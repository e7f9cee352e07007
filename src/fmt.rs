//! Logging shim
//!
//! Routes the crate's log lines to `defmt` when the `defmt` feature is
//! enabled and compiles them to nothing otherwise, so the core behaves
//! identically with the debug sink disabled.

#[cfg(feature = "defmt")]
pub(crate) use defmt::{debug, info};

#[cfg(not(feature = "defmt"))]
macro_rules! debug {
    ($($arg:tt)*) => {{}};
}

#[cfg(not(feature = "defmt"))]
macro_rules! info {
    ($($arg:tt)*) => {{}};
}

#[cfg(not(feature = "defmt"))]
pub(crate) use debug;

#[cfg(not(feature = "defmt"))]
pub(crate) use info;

----

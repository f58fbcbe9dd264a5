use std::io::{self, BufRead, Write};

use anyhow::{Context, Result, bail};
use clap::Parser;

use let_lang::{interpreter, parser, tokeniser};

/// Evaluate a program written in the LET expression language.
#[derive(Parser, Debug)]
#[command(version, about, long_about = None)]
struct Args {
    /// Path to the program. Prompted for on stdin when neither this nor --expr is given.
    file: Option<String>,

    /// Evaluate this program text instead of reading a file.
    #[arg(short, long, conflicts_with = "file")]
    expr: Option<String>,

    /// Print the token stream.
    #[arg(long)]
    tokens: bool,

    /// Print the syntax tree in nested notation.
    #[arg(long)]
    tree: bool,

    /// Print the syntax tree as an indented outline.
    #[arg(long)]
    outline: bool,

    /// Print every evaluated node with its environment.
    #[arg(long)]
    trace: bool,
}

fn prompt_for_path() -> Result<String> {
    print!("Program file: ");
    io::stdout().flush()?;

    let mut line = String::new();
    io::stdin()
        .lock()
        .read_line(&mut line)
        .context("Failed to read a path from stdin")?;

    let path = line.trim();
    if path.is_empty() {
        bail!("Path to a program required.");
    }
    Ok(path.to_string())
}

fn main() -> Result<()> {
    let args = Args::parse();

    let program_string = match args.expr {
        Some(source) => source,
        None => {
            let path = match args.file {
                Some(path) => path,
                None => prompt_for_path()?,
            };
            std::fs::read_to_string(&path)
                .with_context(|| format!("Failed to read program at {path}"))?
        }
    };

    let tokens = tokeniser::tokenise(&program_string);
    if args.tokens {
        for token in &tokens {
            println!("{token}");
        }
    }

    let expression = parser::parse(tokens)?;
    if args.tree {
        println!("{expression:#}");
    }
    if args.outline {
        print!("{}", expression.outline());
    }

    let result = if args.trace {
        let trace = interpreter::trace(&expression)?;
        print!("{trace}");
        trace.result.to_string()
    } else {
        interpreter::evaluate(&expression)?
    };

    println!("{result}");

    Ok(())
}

----

**THE PROBLEM:** The word "syntax" occurs on some lines of the data. Give the number of those lines only.

**RESPONSE TO THIS EXERCISE:** 2